Project SEARCH
If you haven't already worked or spoken with any of the interns of Project SEARCH, you've probably seen Klarey Black sterilizing colonoscopy equipment, Eric Lemieux wiping tables in the East Mall Café or the Main Dining Room, Bo Harron collecting dirty bedding from gurneys or stocking fresh sheets and pillowcases in Endoscopy, or Megan Lantz escorting patients to the rehab gym for physical-therapy appointments.
"They walk tall," says Andrea Henry, director of volunteer services at DHMC. "They're very proud. The first day, they put on those ID badges, and they stood up tall."
And they're just the first wave of developmentally-challenged Upper Valley residents learning job and life skills under the guidance of Project SEARCH teacher Laureen Blum and of supervisors, clinicians, and technicians in 11 departments throughout the medical center. Come January 2012, Henry, Blum, and program partners with several non-profit and state agencies in New Hampshire and Vermont will begin screening a growing list of candidates for the next class of motivated worker-students for academic year 2012-2013 – in as many more departments that are willing to provide the opportunity.
Those new recruits have a hard act to follow.
"The interns are so driven to be here and do a great job," said Blum, a retired special-education teacher who has helped students find work in organizations such as Dartmouth College Dining Services and the Co-op Food Store chain. "They want to be competitive."

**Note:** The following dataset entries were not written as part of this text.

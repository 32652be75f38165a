//! Test doubles shared by the integration tests.

#![allow(dead_code)]

use std::collections::VecDeque;
use std::sync::Mutex;

use lib_chunkquery::{QueryTransport, TransportError};
use serde_json::{json, Value};

/// Builds an `ExecuteMSQL` success envelope around `rows`.
pub fn success(rows: Vec<Value>) -> Value {
    json!({
        "body": {
            "ExecuteMSQLResult": {
                "Errors": null,
                "ResultValue": {
                    "ObjectSearchResult": {
                        "Objects": { "MemberSuiteObject": rows }
                    }
                }
            }
        }
    })
}

/// Builds an envelope carrying an explicit endpoint error.
pub fn endpoint_error(message: &str) -> Value {
    json!({
        "body": {
            "ExecuteMSQLResult": {
                "Errors": { "ConciergeError": [{ "Code": "GeneralException", "Message": message }] },
                "ResultValue": null
            }
        }
    })
}

/// `count` rows numbered from `first`.
pub fn rows(first: usize, count: usize) -> Vec<Value> {
    (first..first + count).map(|n| json!({ "ID": n })).collect()
}

/// Serves a fixed data set of `total` rows, honoring offset and limit.
pub struct DataSet {
    total: usize,
    calls: Mutex<Vec<(usize, usize)>>,
}

impl DataSet {
    pub fn new(total: usize) -> Self {
        Self {
            total,
            calls: Mutex::new(Vec::new()),
        }
    }

    /// `(start_record, limit)` of every call, in order.
    pub fn calls(&self) -> Vec<(usize, usize)> {
        self.calls.lock().unwrap().clone()
    }
}

impl QueryTransport for DataSet {
    async fn execute_query(
        &self,
        _query: &str,
        start_record: usize,
        limit: usize,
    ) -> Result<Value, TransportError> {
        self.calls.lock().unwrap().push((start_record, limit));
        let end = (start_record + limit).min(self.total);
        let count = end.saturating_sub(start_record);
        Ok(success(rows(start_record, count)))
    }
}

/// Replays scripted responses, one per call.
pub struct Scripted {
    responses: Mutex<VecDeque<Result<Value, TransportError>>>,
    calls: Mutex<Vec<(usize, usize)>>,
}

impl Scripted {
    pub fn new(responses: Vec<Result<Value, TransportError>>) -> Self {
        Self {
            responses: Mutex::new(responses.into()),
            calls: Mutex::new(Vec::new()),
        }
    }

    pub fn calls(&self) -> Vec<(usize, usize)> {
        self.calls.lock().unwrap().clone()
    }
}

impl QueryTransport for Scripted {
    async fn execute_query(
        &self,
        _query: &str,
        start_record: usize,
        limit: usize,
    ) -> Result<Value, TransportError> {
        self.calls.lock().unwrap().push((start_record, limit));
        self.responses
            .lock()
            .unwrap()
            .pop_front()
            .unwrap_or_else(|| Err(TransportError::other("script exhausted")))
    }
}
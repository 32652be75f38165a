//! # Logging Setup
//!
//! Installs a `tracing` subscriber with a console layer on stderr and an
//! optional JSON file layer written through a daily rolling appender. Stdout
//! is left to the program's own output.

use std::io::{self, IsTerminal};
use std::path::PathBuf;

use tracing::info;
use tracing_appender::non_blocking::WorkerGuard;
use tracing_appender::{non_blocking, rolling};
use tracing_subscriber::{fmt, prelude::*, EnvFilter};

/// Options for [`init_logging`].
#[derive(Debug, Clone)]
pub struct LoggingOptions {
    /// Filter used when `RUST_LOG` is not set (e.g. "info", "lib_chunkquery=debug").
    pub level: String,
    /// Directory for JSON log files; `None` logs to the console only.
    pub log_dir: Option<PathBuf>,
    /// File name prefix for the rolling log files.
    pub file_prefix: String,
}

impl Default for LoggingOptions {
    fn default() -> Self {
        Self {
            level: "info".to_string(),
            log_dir: None,
            file_prefix: "chunk-query".to_string(),
        }
    }
}

/// Installs the global subscriber.
///
/// Returns the file writer guard when a log directory is configured; it must
/// be held until the program exits or buffered lines are lost.
pub fn init_logging(options: &LoggingOptions) -> io::Result<Option<WorkerGuard>> {
    let env_filter = EnvFilter::try_from_default_env()
        .or_else(|_| EnvFilter::try_new(&options.level))
        .unwrap_or_else(|_| EnvFilter::new("info"));

    let console_layer = fmt::layer()
        .with_target(true)
        .with_writer(io::stderr)
        .with_ansi(io::stderr().is_terminal());

    let (file_layer, guard) = match &options.log_dir {
        Some(dir) => {
            std::fs::create_dir_all(dir)?;
            let appender = rolling::daily(dir, &options.file_prefix);
            let (writer, guard) = non_blocking(appender);
            let layer = fmt::layer().with_ansi(false).with_writer(writer).json();
            (Some(layer), Some(guard))
        }
        None => (None, None),
    };

    tracing_subscriber::registry()
        .with(env_filter)
        .with(console_layer)
        .with(file_layer)
        .try_init()
        .map_err(io::Error::other)?;

    info!(level = %options.level, log_dir = ?options.log_dir, "logging initialized");
    Ok(guard)
}
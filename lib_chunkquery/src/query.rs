//! # Query and Paging Parameters
//!
//! A `Query` is the opaque MSQL text plus the paging parameters that drive the
//! chunked retrieval. Both are immutable once built; all range checks happen
//! at construction so the retrieval loop never sees a zero page size.

use crate::error::ChunkQueryError;

/// Rows requested per page when the caller does not say otherwise.
pub const DEFAULT_LIMIT_PER_PAGE: usize = 100;

/// Paging parameters for one chunked retrieval.
#[derive(Debug, Clone, Copy, PartialEq, Eq)]
pub struct Paging {
    start_offset: usize,
    limit_per_page: usize,
    max_pages: Option<usize>,
}

impl Default for Paging {
    fn default() -> Self {
        Self {
            start_offset: 0,
            limit_per_page: DEFAULT_LIMIT_PER_PAGE,
            max_pages: None,
        }
    }
}

impl Paging {
    /// Builds paging parameters, rejecting a zero page size or a zero page cap.
    pub fn new(
        start_offset: usize,
        limit_per_page: usize,
        max_pages: Option<usize>,
    ) -> Result<Self, ChunkQueryError> {
        if limit_per_page == 0 {
            return Err(ChunkQueryError::InvalidPaging(
                "limit_per_page must be greater than zero".to_string(),
            ));
        }
        if max_pages == Some(0) {
            return Err(ChunkQueryError::InvalidPaging(
                "max_pages must be greater than zero when set".to_string(),
            ));
        }
        Ok(Self {
            start_offset,
            limit_per_page,
            max_pages,
        })
    }

    /// Index of the first record requested.
    pub fn start_offset(&self) -> usize {
        self.start_offset
    }

    /// Rows requested per page.
    pub fn limit_per_page(&self) -> usize {
        self.limit_per_page
    }

    /// Maximum number of pages to fetch; `None` is unbounded.
    pub fn max_pages(&self) -> Option<usize> {
        self.max_pages
    }
}

/// An MSQL query with its paging parameters.
#[derive(Debug, Clone, PartialEq, Eq)]
pub struct Query {
    text: String,
    paging: Paging,
    verbose: bool,
}

impl Query {
    /// A query with default paging: offset 0, 100 rows per page, no page cap.
    pub fn new(text: impl Into<String>) -> Self {
        Self {
            text: text.into(),
            paging: Paging::default(),
            verbose: false,
        }
    }

    /// Starts a builder for a query with custom paging.
    pub fn builder(text: impl Into<String>) -> QueryBuilder {
        QueryBuilder {
            text: text.into(),
            start_offset: 0,
            limit_per_page: DEFAULT_LIMIT_PER_PAGE,
            max_pages: None,
            verbose: false,
        }
    }

    /// Builds a query from already validated paging.
    pub fn with_paging(text: impl Into<String>, paging: Paging, verbose: bool) -> Self {
        Self {
            text: text.into(),
            paging,
            verbose,
        }
    }

    /// The query text, passed to the endpoint untouched.
    pub fn text(&self) -> &str {
        &self.text
    }

    /// The paging parameters.
    pub fn paging(&self) -> &Paging {
        &self.paging
    }

    /// Whether progress should be logged at `info` level.
    pub fn verbose(&self) -> bool {
        self.verbose
    }
}

/// Builder for [`Query`].
#[derive(Debug, Clone)]
pub struct QueryBuilder {
    text: String,
    start_offset: usize,
    limit_per_page: usize,
    max_pages: Option<usize>,
    verbose: bool,
}

impl QueryBuilder {
    /// Sets the first record to request.
    pub fn start_offset(mut self, start_offset: usize) -> Self {
        self.start_offset = start_offset;
        self
    }

    /// Sets the number of rows requested per page.
    pub fn limit_per_page(mut self, limit_per_page: usize) -> Self {
        self.limit_per_page = limit_per_page;
        self
    }

    /// Caps the number of pages fetched.
    pub fn max_pages(mut self, max_pages: usize) -> Self {
        self.max_pages = Some(max_pages);
        self
    }

    /// Logs progress at `info` level.
    pub fn verbose(mut self, verbose: bool) -> Self {
        self.verbose = verbose;
        self
    }

    /// Validates the paging parameters and builds the query.
    pub fn build(self) -> Result<Query, ChunkQueryError> {
        let paging = Paging::new(self.start_offset, self.limit_per_page, self.max_pages)?;
        Ok(Query {
            text: self.text,
            paging,
            verbose: self.verbose,
        })
    }
}
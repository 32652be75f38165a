//! # Chunked Retrieval Loop
//!
//! MSQL endpoints time out on large queries, so a query is walked in bounded
//! windows: fetch a page, transform it, advance the offset by the number of
//! rows that actually came back, and stop when
//!
//! - `max_pages` pages have been fetched, or
//! - a page returned strictly fewer rows than `limit_per_page`.
//!
//! The second rule assumes the endpoint never returns a short page before the
//! end of the data. If it does, the retrieval ends there.
//!
//! A failed page aborts the whole call; nothing transformed so far is returned.

use tracing::{debug, info};

use crate::envelope::PageEnvelope;
use crate::error::ChunkQueryError;
use crate::fetcher::PageFetcher;
use crate::query::Query;
use crate::retry::RetryPolicy;
use crate::transform::{Page, PageTransform};
use crate::transport::QueryTransport;

/// Result of one full retrieval.
#[derive(Debug, Clone, PartialEq)]
pub struct RetrievalReport<T> {
    /// Transformed items, in server order.
    pub items: Vec<T>,
    /// Pages fetched, including a final empty page.
    pub pages_fetched: usize,
    /// Offset right after the last row received.
    pub next_offset: usize,
    /// `true` when the last page was short, i.e. the data ran out before the page cap.
    pub exhausted: bool,
}

/// Walks the full result set of a query through sequential page fetches.
#[derive(Debug, Clone)]
pub struct ChunkedRetrieval<T> {
    fetcher: PageFetcher<T>,
}

impl<T: QueryTransport> ChunkedRetrieval<T> {
    /// Retrieval over `transport` with the given retry policy.
    pub fn new(transport: T, policy: RetryPolicy) -> Self {
        Self {
            fetcher: PageFetcher::new(transport, policy),
        }
    }

    /// Retrieval over an existing fetcher.
    pub fn from_fetcher(fetcher: PageFetcher<T>) -> Self {
        Self { fetcher }
    }

    /// The page fetcher used for every request.
    pub fn fetcher(&self) -> &PageFetcher<T> {
        &self.fetcher
    }

    /// Fetches and transforms every page of `query`.
    pub async fn get_all<P: PageTransform>(
        &self,
        query: &Query,
        transform: &P,
    ) -> Result<Vec<P::Item>, ChunkQueryError> {
        Ok(self.get_all_with_report(query, transform).await?.items)
    }

    /// Like [`get_all`](Self::get_all), also reporting how far the retrieval got.
    pub async fn get_all_with_report<P: PageTransform>(
        &self,
        query: &Query,
        transform: &P,
    ) -> Result<RetrievalReport<P::Item>, ChunkQueryError> {
        let paging = query.paging();
        let limit = paging.limit_per_page();
        let verbose = query.verbose();

        if verbose {
            info!(query = query.text(), "running chunked query");
        }

        let mut offset = paging.start_offset();
        let mut pages_fetched = 0;
        let mut items = Vec::new();

        loop {
            let rows = match self.fetcher.fetch(query.text(), offset, limit, verbose).await? {
                PageEnvelope::Success { rows } => rows,
                PageEnvelope::Failure { detail } => {
                    return Err(ChunkQueryError::EndpointQuery { detail });
                }
            };
            let returned = rows.len();
            let page = Page {
                offset,
                index: pages_fetched,
                rows,
            };
            pages_fetched += 1;

            let transformed = transform
                .transform_page(page)
                .map_err(|source| ChunkQueryError::Transform {
                    page_offset: offset,
                    source,
                })?;
            items.extend(transformed);
            offset += returned;

            debug!(
                pages_fetched,
                returned,
                next_offset = offset,
                total = items.len(),
                "page transformed"
            );

            let exhausted = returned < limit;
            if exhausted || paging.max_pages() == Some(pages_fetched) {
                if verbose {
                    info!(pages_fetched, rows = items.len(), exhausted, "chunked query finished");
                }
                return Ok(RetrievalReport {
                    items,
                    pages_fetched,
                    next_offset: offset,
                    exhausted,
                });
            }
        }
    }
}

/// Capability of a service that supports paginated querying with a transform.
///
/// A service owns a [`ChunkedRetrieval`] and supplies its own row conversion
/// by implementing [`PageTransform`]; `get_long_query` then drives the loop.
#[allow(async_fn_in_trait)]
pub trait ChunkQuery: PageTransform {
    /// Transport used by the service.
    type Transport: QueryTransport;

    /// The retrieval loop the service queries through.
    fn retrieval(&self) -> &ChunkedRetrieval<Self::Transport>;

    /// Fetches every page of `query` and converts it with this service's transform.
    async fn get_long_query(&self, query: &Query) -> Result<Vec<Self::Item>, ChunkQueryError>
    where
        Self: Sized,
    {
        self.retrieval().get_all(query, self).await
    }
}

Toward that end, in classroom sessions before and after their 4½ hours of daily work duties, Blum and career coach John Burke drill the interns on their skills such as managing money, arranging for transportation to a job site, making eye contact with co-workers and supervisors and dressing appropriately for work.
"The emphasis is that we need to be professional," Blum said. "We need to look professional."
And to stay with the program, they need to make it to class and to work at least 95 percent of the time to stay eligible.
"It's full-time immersion," Blum said. "Every day counts here."
Planning to bring Project SEARCH to DHMC began in late 2010, not long after the Dartmouth-Hitchcock Board of Trustees conferred its James Varnum National Quality Award on the founders of the original Project SEARCH program at Cincinnati Children's Hospital Medical Center . With encouragement from administration to join the list of more than 140 such programs worldwide – among them St. Joseph Hospital in Nashua, NH – as soon as possible, Henry forged partnerships with PathWays of the River Valley, Lincoln Street, the New Hampshire and Vermont offices of vocational rehabilitation, and the special-education office of the Hartford School district in Vermont to find candidates for the internships, as well as people to screen, train and guide the interns.
With her internship in rehabilitation nearly done and with rotations in two other departments still to come, Megan Lantz dreams of developing enough different skills to graduate from her seasonal work – teaching snowboarding at Mount Sunapee Resort.
"I would like a full-time paying job," says Lantz, echoing her Project SEARCH colleagues.